PROMPT
Given the records below, set each one down again exactly as it reads.

Stored data
Start of Block

use anyhow::{anyhow, Context};
use serde_json::json;
use sha2::{Digest, Sha256};
use std::fs::File;
use std::io::{Read, Write};
use std::path::Path;
use std::time::{SystemTime, UNIX_EPOCH};
use zip::write::FileOptions;
use zip::{CompressionMethod, ZipArchive, ZipWriter};

use crate::db::DB_FILE_NAME;

const MANIFEST_ENTRY: &str = "manifest.json";
const DB_ENTRY: &str = "db/tpp.sqlite3";
pub const BUNDLE_FORMAT: &str = "tpp-workspace-v1";

#[derive(Debug, Clone)]
pub struct ExportSummary {
    pub bundle_format: String,
    pub db_sha256: String,
}

#[derive(Debug, Clone)]
pub struct ImportSummary {
    pub bundle_format_detected: String,
}

pub fn export_workspace_bundle(
    workspace_path: &Path,
    out_path: &Path,
) -> anyhow::Result<ExportSummary> {
    let db_path = workspace_path.join(DB_FILE_NAME);
    if !db_path.is_file() {
        return Err(anyhow!(
            "workspace database not found: {}",
            db_path.to_string_lossy()
        ));
    }

    if let Some(parent) = out_path.parent() {
        std::fs::create_dir_all(parent)
            .with_context(|| format!("failed to create directory {}", parent.to_string_lossy()))?;
    }

    let db_bytes = std::fs::read(&db_path)
        .with_context(|| format!("failed to read database {}", db_path.to_string_lossy()))?;
    let db_sha256 = format!("{:x}", Sha256::digest(&db_bytes));

    let out_file = File::create(out_path).with_context(|| {
        format!(
            "failed to create output file {}",
            out_path.to_string_lossy()
        )
    })?;
    let mut zip = ZipWriter::new(out_file);
    let opts = FileOptions::default().compression_method(CompressionMethod::Deflated);

    let exported_at = SystemTime::now()
        .duration_since(UNIX_EPOCH)
        .unwrap_or_default()
        .as_secs();
    let manifest = json!({
        "format": BUNDLE_FORMAT,
        "version": 1,
        "appVersion": env!("CARGO_PKG_VERSION"),
        "exportedAt": exported_at,
        "dbSha256": db_sha256,
    });
    zip.start_file(MANIFEST_ENTRY, opts)
        .context("failed to start manifest entry")?;
    zip.write_all(
        serde_json::to_string_pretty(&manifest)
            .context("failed to serialize manifest")?
            .as_bytes(),
    )
    .context("failed to write manifest entry")?;

    zip.start_file(DB_ENTRY, opts)
        .context("failed to start database entry")?;
    zip.write_all(&db_bytes)
        .context("failed to write database entry")?;

    zip.finish().context("failed to finalize zip bundle")?;

    Ok(ExportSummary {
        bundle_format: BUNDLE_FORMAT.to_string(),
        db_sha256,
    })
}

pub fn import_workspace_bundle(
    in_path: &Path,
    workspace_path: &Path,
) -> anyhow::Result<ImportSummary> {
    std::fs::create_dir_all(workspace_path).with_context(|| {
        format!(
            "failed to create workspace {}",
            workspace_path.to_string_lossy()
        )
    })?;
    let dst = workspace_path.join(DB_FILE_NAME);

    if !is_zip_file(in_path)? {
        return Err(anyhow!(
            "not a workspace bundle: {}",
            in_path.to_string_lossy()
        ));
    }

    let in_file = File::open(in_path)
        .with_context(|| format!("failed to open bundle {}", in_path.to_string_lossy()))?;
    let mut archive = ZipArchive::new(in_file).context("invalid zip archive")?;

    let mut manifest_text = String::new();
    archive
        .by_name(MANIFEST_ENTRY)
        .context("bundle missing manifest.json")?
        .read_to_string(&mut manifest_text)
        .context("failed to read manifest.json")?;
    let manifest: serde_json::Value =
        serde_json::from_str(&manifest_text).context("manifest.json is invalid JSON")?;
    let format = manifest
        .get("format")
        .and_then(|v| v.as_str())
        .unwrap_or("");
    if format != BUNDLE_FORMAT {
        return Err(anyhow!("unsupported bundle format: {}", format));
    }

    let mut db_bytes: Vec<u8> = Vec::new();
    archive
        .by_name(DB_ENTRY)
        .context("bundle missing db/tpp.sqlite3")?
        .read_to_end(&mut db_bytes)
        .context("failed to extract database entry")?;

    // Refuse a bundle whose payload does not match its recorded checksum.
    if let Some(expected) = manifest.get("dbSha256").and_then(|v| v.as_str()) {
        let actual = format!("{:x}", Sha256::digest(&db_bytes));
        if actual != expected {
            return Err(anyhow!(
                "database checksum mismatch: manifest {} != payload {}",
                expected,
                actual
            ));
        }
    }

    let tmp_dst = workspace_path.join(format!("{}.importing", DB_FILE_NAME));
    if tmp_dst.exists() {
        let _ = std::fs::remove_file(&tmp_dst);
    }
    std::fs::write(&tmp_dst, &db_bytes).with_context(|| {
        format!(
            "failed to write temp database {}",
            tmp_dst.to_string_lossy()
        )
    })?;

    if dst.exists() {
        std::fs::remove_file(&dst).with_context(|| {
            format!(
                "failed to remove existing database {}",
                dst.to_string_lossy()
            )
        })?;
    }
    std::fs::rename(&tmp_dst, &dst).with_context(|| {
        format!(
            "failed to move extracted database to {}",
            dst.to_string_lossy()
        )
    })?;

    Ok(ImportSummary {
        bundle_format_detected: BUNDLE_FORMAT.to_string(),
    })
}

fn is_zip_file(path: &Path) -> anyhow::Result<bool> {
    let mut f = File::open(path)
        .with_context(|| format!("failed to open input file {}", path.to_string_lossy()))?;
    let mut sig = [0u8; 4];
    let read = f.read(&mut sig).context("failed to read file signature")?;
    if read < 4 {
        return Ok(false);
    }
    Ok(sig == [0x50, 0x4B, 0x03, 0x04])
}
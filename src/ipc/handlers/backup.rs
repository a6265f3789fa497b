use crate::backup;
use crate::db;
use crate::ipc::error::{err, ok};
use crate::ipc::helpers::required_str;
use crate::ipc::types::{AppState, Request};
use serde_json::json;
use std::path::PathBuf;

fn handle_export(state: &mut AppState, req: &Request) -> serde_json::Value {
    let Some(workspace) = state.workspace.clone() else {
        return err(&req.id, "no_workspace", "select a workspace first", None);
    };
    let out_path = match required_str(req, "outPath") {
        Ok(v) => PathBuf::from(v),
        Err(resp) => return resp,
    };

    match backup::export_workspace_bundle(&workspace, &out_path) {
        Ok(summary) => ok(
            &req.id,
            json!({
                "outPath": out_path.to_string_lossy(),
                "bundleFormat": summary.bundle_format,
                "dbSha256": summary.db_sha256,
            }),
        ),
        Err(e) => err(&req.id, "export_failed", format!("{e:#}"), None),
    }
}

fn handle_import(state: &mut AppState, req: &Request) -> serde_json::Value {
    let Some(workspace) = state.workspace.clone() else {
        return err(&req.id, "no_workspace", "select a workspace first", None);
    };
    let in_path = match required_str(req, "inPath") {
        Ok(v) => PathBuf::from(v),
        Err(resp) => return resp,
    };

    // Close the live handle before replacing the database file underneath it.
    state.db = None;
    let import = backup::import_workspace_bundle(&in_path, &workspace);
    let reopened = db::open_db(&workspace);
    match (import, reopened) {
        (Ok(summary), Ok(conn)) => {
            state.db = Some(conn);
            ok(
                &req.id,
                json!({ "bundleFormatDetected": summary.bundle_format_detected }),
            )
        }
        (Err(e), Ok(conn)) => {
            state.db = Some(conn);
            err(&req.id, "import_failed", format!("{e:#}"), None)
        }
        (_, Err(e)) => err(&req.id, "db_open_failed", format!("{e:?}"), None),
    }
}

pub fn try_handle(state: &mut AppState, req: &Request) -> Option<serde_json::Value> {
    match req.method.as_str() {
        "workspace.export" => Some(handle_export(state, req)),
        "workspace.import" => Some(handle_import(state, req)),
        _ => None,
    }
}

End of Block

SOLUTION TO THIS EXERCISE
use anyhow::{anyhow, Context};
use serde_json::json;
use sha2::{Digest, Sha256};
use std::fs::File;
use std::io::{Read, Write};
use std::path::Path;
use std::time::{SystemTime, UNIX_EPOCH};
use zip::write::FileOptions;
use zip::{CompressionMethod, ZipArchive, ZipWriter};

use crate::db::DB_FILE_NAME;

const MANIFEST_ENTRY: &str = "manifest.json";
const DB_ENTRY: &str = "db/tpp.sqlite3";
pub const BUNDLE_FORMAT: &str = "tpp-workspace-v1";

#[derive(Debug, Clone)]
pub struct ExportSummary {
    pub bundle_format: String,
    pub db_sha256: String,
}

#[derive(Debug, Clone)]
pub struct ImportSummary {
    pub bundle_format_detected: String,
}

pub fn export_workspace_bundle(
    workspace_path: &Path,
    out_path: &Path,
) -> anyhow::Result<ExportSummary> {
    let db_path = workspace_path.join(DB_FILE_NAME);
    if !db_path.is_file() {
        return Err(anyhow!(
            "workspace database not found: {}",
            db_path.to_string_lossy()
        ));
    }

    if let Some(parent) = out_path.parent() {
        std::fs::create_dir_all(parent)
            .with_context(|| format!("failed to create directory {}", parent.to_string_lossy()))?;
    }

    let db_bytes = std::fs::read(&db_path)
        .with_context(|| format!("failed to read database {}", db_path.to_string_lossy()))?;
    let db_sha256 = format!("{:x}", Sha256::digest(&db_bytes));

    let out_file = File::create(out_path).with_context(|| {
        format!(
            "failed to create output file {}",
            out_path.to_string_lossy()
        )
    })?;
    let mut zip = ZipWriter::new(out_file);
    let opts = FileOptions::default().compression_method(CompressionMethod::Deflated);

    let exported_at = SystemTime::now()
        .duration_since(UNIX_EPOCH)
        .unwrap_or_default()
        .as_secs();
    let manifest = json!({
        "format": BUNDLE_FORMAT,
        "version": 1,
        "appVersion": env!("CARGO_PKG_VERSION"),
        "exportedAt": exported_at,
        "dbSha256": db_sha256,
    });
    zip.start_file(MANIFEST_ENTRY, opts)
        .context("failed to start manifest entry")?;
    zip.write_all(
        serde_json::to_string_pretty(&manifest)
            .context("failed to serialize manifest")?
            .as_bytes(),
    )
    .context("failed to write manifest entry")?;

    zip.start_file(DB_ENTRY, opts)
        .context("failed to start database entry")?;
    zip.write_all(&db_bytes)
        .context("failed to write database entry")?;

    zip.finish().context("failed to finalize zip bundle")?;

    Ok(ExportSummary {
        bundle_format: BUNDLE_FORMAT.to_string(),
        db_sha256,
    })
}

pub fn import_workspace_bundle(
    in_path: &Path,
    workspace_path: &Path,
) -> anyhow::Result<ImportSummary> {
    std::fs::create_dir_all(workspace_path).with_context(|| {
        format!(
            "failed to create workspace {}",
            workspace_path.to_string_lossy()
        )
    })?;
    let dst = workspace_path.join(DB_FILE_NAME);

    if !is_zip_file(in_path)? {
        return Err(anyhow!(
            "not a workspace bundle: {}",
            in_path.to_string_lossy()
        ));
    }

    let in_file = File::open(in_path)
        .with_context(|| format!("failed to open bundle {}", in_path.to_string_lossy()))?;
    let mut archive = ZipArchive::new(in_file).context("invalid zip archive")?;

    let mut manifest_text = String::new();
    archive
        .by_name(MANIFEST_ENTRY)
        .context("bundle missing manifest.json")?
        .read_to_string(&mut manifest_text)
        .context("failed to read manifest.json")?;
    let manifest: serde_json::Value =
        serde_json::from_str(&manifest_text).context("manifest.json is invalid JSON")?;
    let format = manifest
        .get("format")
        .and_then(|v| v.as_str())
        .unwrap_or("");
    if format != BUNDLE_FORMAT {
        return Err(anyhow!("unsupported bundle format: {}", format));
    }

    let mut db_bytes: Vec<u8> = Vec::new();
    archive
        .by_name(DB_ENTRY)
        .context("bundle missing db/tpp.sqlite3")?
        .read_to_end(&mut db_bytes)
        .context("failed to extract database entry")?;

    // Refuse a bundle whose payload does not match its recorded checksum.
    if let Some(expected) = manifest.get("dbSha256").and_then(|v| v.as_str()) {
        let actual = format!("{:x}", Sha256::digest(&db_bytes));
        if actual != expected {
            return Err(anyhow!(
                "database checksum mismatch: manifest {} != payload {}",
                expected,
                actual
            ));
        }
    }

    let tmp_dst = workspace_path.join(format!("{}.importing", DB_FILE_NAME));
    if tmp_dst.exists() {
        let _ = std::fs::remove_file(&tmp_dst);
    }
    std::fs::write(&tmp_dst, &db_bytes).with_context(|| {
        format!(
            "failed to write temp database {}",
            tmp_dst.to_string_lossy()
        )
    })?;

    if dst.exists() {
        std::fs::remove_file(&dst).with_context(|| {
            format!(
                "failed to remove existing database {}",
                dst.to_string_lossy()
            )
        })?;
    }
    std::fs::rename(&tmp_dst, &dst).with_context(|| {
        format!(
            "failed to move extracted database to {}",
            dst.to_string_lossy()
        )
    })?;

    Ok(ImportSummary {
        bundle_format_detected: BUNDLE_FORMAT.to_string(),
    })
}

fn is_zip_file(path: &Path) -> anyhow::Result<bool> {
    let mut f = File::open(path)
        .with_context(|| format!("failed to open input file {}", path.to_string_lossy()))?;
    let mut sig = [0u8; 4];
    let read = f.read(&mut sig).context("failed to read file signature")?;
    if read < 4 {
        return Ok(false);
    }
    Ok(sig == [0x50, 0x4B, 0x03, 0x04])
}
filename src/ipc/handlers/backup.rs
repository a6265f3789fa497b
use crate::backup;
use crate::db;
use crate::ipc::error::{err, ok};
use crate::ipc::helpers::required_str;
use crate::ipc::types::{AppState, Request};
use serde_json::json;
use std::path::PathBuf;

fn handle_export(state: &mut AppState, req: &Request) -> serde_json::Value {
    let Some(workspace) = state.workspace.clone() else {
        return err(&req.id, "no_workspace", "select a workspace first", None);
    };
    let out_path = match required_str(req, "outPath") {
        Ok(v) => PathBuf::from(v),
        Err(resp) => return resp,
    };

    match backup::export_workspace_bundle(&workspace, &out_path) {
        Ok(summary) => ok(
            &req.id,
            json!({
                "outPath": out_path.to_string_lossy(),
                "bundleFormat": summary.bundle_format,
                "dbSha256": summary.db_sha256,
            }),
        ),
        Err(e) => err(&req.id, "export_failed", format!("{e:#}"), None),
    }
}

fn handle_import(state: &mut AppState, req: &Request) -> serde_json::Value {
    let Some(workspace) = state.workspace.clone() else {
        return err(&req.id, "no_workspace", "select a workspace first", None);
    };
    let in_path = match required_str(req, "inPath") {
        Ok(v) => PathBuf::from(v),
        Err(resp) => return resp,
    };

    // Close the live handle before replacing the database file underneath it.
    state.db = None;
    let import = backup::import_workspace_bundle(&in_path, &workspace);
    let reopened = db::open_db(&workspace);
    match (import, reopened) {
        (Ok(summary), Ok(conn)) => {
            state.db = Some(conn);
            ok(
                &req.id,
                json!({ "bundleFormatDetected": summary.bundle_format_detected }),
            )
        }
        (Err(e), Ok(conn)) => {
            state.db = Some(conn);
            err(&req.id, "import_failed", format!("{e:#}"), None)
        }
        (_, Err(e)) => err(&req.id, "db_open_failed", format!("{e:?}"), None),
    }
}

pub fn try_handle(state: &mut AppState, req: &Request) -> Option<serde_json::Value> {
    match req.method.as_str() {
        "workspace.export" => Some(handle_export(state, req)),
        "workspace.import" => Some(handle_import(state, req)),
        _ => None,
    }
}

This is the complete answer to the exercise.